2. Cross-Stack Compatibility: Supports mainstream backends like PyTorch, Hugging Face Transformers, vLLM, cloud APIs, and local open-source models—acting as a universal test layer.

3. Hardware-Aware Testing: Identifies hardware-related issues (GPU models, drivers, CUDA versions) by running parallel tests across multiple environments.

Hermia applies to:

• Multi-Vendor Strategy: Verifies consistent security filtering across OpenAI, Anthropic, Azure OpenAI, helping adjust routing if any vendor under-filters harmful content.

• Model Upgrade: Compares old/new model outputs to detect 'behavior drift' before deployment.

• Self-Hosted vs Cloud: Quantifies differences to support smooth migration decisions.

Hermia extends red teaming to 'infrastructure red teaming'—testing deployment environments alongside models. Attackers may exploit backend-specific weaknesses (e.g., prompt injection effective on vLLM but not OpenAI API). Hermia helps uncover such blind spots, ensuring security across all deployment paths.

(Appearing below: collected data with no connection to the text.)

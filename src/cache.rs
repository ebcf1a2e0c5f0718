use crate::error::Result;
use crate::key::CacheKey;
use crate::shm::{CacheStats, SetMode, ShmCache};

/// The cache façade: sanitizes keys and delegates to the engine.
///
/// A `Cache` is one process's handle onto a shared segment; any number of
/// processes (or threads — the handle is `Send + Sync`) may operate on the
/// same segment concurrently. Values are opaque bytes plus one flag byte
/// that is stored and returned verbatim; serialize before `set` and check
/// [`FLAG_SERIALIZED`](crate::FLAG_SERIALIZED) after `get`.
pub struct Cache {
    engine: ShmCache,
}

impl Cache {
    pub(crate) fn new(engine: ShmCache) -> Self {
        Cache { engine }
    }

    /// Fetch a value and its flag byte; `None` on miss.
    pub fn get(&self, key: &[u8]) -> Result<Option<(Vec<u8>, u8)>> {
        self.engine.get(&CacheKey::new(key)?)
    }

    /// Store a value, overwriting any existing entry.
    pub fn set(&self, key: &[u8], value: &[u8], flags: u8) -> Result<()> {
        self.engine
            .set(&CacheKey::new(key)?, value, flags, SetMode::Upsert)
    }

    /// Store a value only when the key is absent; `Error::KeyExists`
    /// otherwise.
    pub fn add(&self, key: &[u8], value: &[u8], flags: u8) -> Result<()> {
        self.engine
            .set(&CacheKey::new(key)?, value, flags, SetMode::Add)
    }

    /// Store a value only when the key is present; `Error::KeyNotFound`
    /// otherwise.
    pub fn replace(&self, key: &[u8], value: &[u8], flags: u8) -> Result<()> {
        self.engine
            .set(&CacheKey::new(key)?, value, flags, SetMode::Replace)
    }

    /// Remove a key. Removing a missing key succeeds.
    pub fn delete(&self, key: &[u8]) -> Result<()> {
        self.engine.delete(&CacheKey::new(key)?)
    }

    /// Whether the key currently has a live entry.
    pub fn exists(&self, key: &[u8]) -> Result<bool> {
        self.engine.exists(&CacheKey::new(key)?)
    }

    /// Adjust the decimal counter stored under `key` by `delta`, clamping
    /// at zero; a missing key is seeded with `initial + delta`.
    pub fn increment(&self, key: &[u8], delta: i64, initial: i64) -> Result<i64> {
        self.engine.increment(&CacheKey::new(key)?, delta, initial)
    }

    /// Drop every entry. Hit/miss counters survive.
    pub fn flush(&self) -> Result<()> {
        self.engine.flush()
    }

    /// Aggregate counters and a live-item census of the segment.
    pub fn stats(&self) -> Result<CacheStats> {
        self.engine.stats()
    }

    /// Remove the segment's backing files. Handles still attached keep
    /// working on the orphaned mapping until they detach.
    pub fn destroy(self) -> Result<()> {
        self.engine.destroy()
    }
}
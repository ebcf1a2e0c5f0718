/// Errors surfaced by the cache.
///
/// User errors (`BadKey`, `EmptyValue`, `Oversize`, `KeyExists`,
/// `KeyNotFound`, `NonNumeric`) and contention (`Locked`) leave the segment
/// untouched. `Corrupt` means an in-segment invariant check failed; the
/// offending walk is abandoned with all locks released.
#[derive(Debug)]
#[non_exhaustive]
pub enum Error {
    /// I/O error from the backing files or mappings
    Io(std::io::Error),

    /// Key is empty or contains a space / control byte
    BadKey,

    /// Zero-length values cannot be stored (a zero `valSize` marks a dead chunk)
    EmptyValue,

    /// Value does not fit a zone (byte length attached)
    Oversize(usize),

    /// `add` on a key that is already present
    KeyExists,

    /// `replace` or typed update on a key that is not present
    KeyNotFound,

    /// `increment` on a value that is not a decimal integer
    NonNumeric,

    /// Lock acquisition timed out
    Locked,

    /// An in-segment invariant check failed (detail attached)
    Corrupt(&'static str),
}

impl std::fmt::Display for Error {
    fn fmt(&self, f: &mut std::fmt::Formatter<'_>) -> std::fmt::Result {
        match self {
            Self::Io(e) => write!(f, "io error: {e}"),
            Self::BadKey => write!(f, "invalid cache key"),
            Self::EmptyValue => write!(f, "empty values cannot be stored"),
            Self::Oversize(n) => write!(f, "value of {n} bytes exceeds the chunk payload limit"),
            Self::KeyExists => write!(f, "key already exists"),
            Self::KeyNotFound => write!(f, "key not found"),
            Self::NonNumeric => write!(f, "stored value is not a decimal integer"),
            Self::Locked => write!(f, "lock acquisition timed out"),
            Self::Corrupt(what) => write!(f, "segment corrupt: {what}"),
        }
    }
}

impl std::error::Error for Error {
    fn source(&self) -> Option<&(dyn std::error::Error + 'static)> {
        match self {
            Self::Io(e) => Some(e),
            _ => None,
        }
    }
}

impl From<std::io::Error> for Error {
    fn from(value: std::io::Error) -> Self {
        Self::Io(value)
    }
}

/// Cache result
pub type Result<T> = std::result::Result<T, Error>;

Hermia's structure includes:

• src/hermia: Core framework code.
• test-datasets: Boundary cases and adversarial samples.
• analysis: Result visualization tools.
• scripts: Automation scripts.
• docs: Documentation.

Security configs like .gitleaks.toml reflect maintenance focus on code security.

Hermia shifts LLM operations from 'how well does the model perform' to 'is it consistent across all environments'. It’s valuable for enterprise teams building LLM apps.

Future-wise, as multi-modal models and Agent systems emerge, cross-platform consistency testing will grow more critical, and Hermia-like frameworks will drive industry standardization.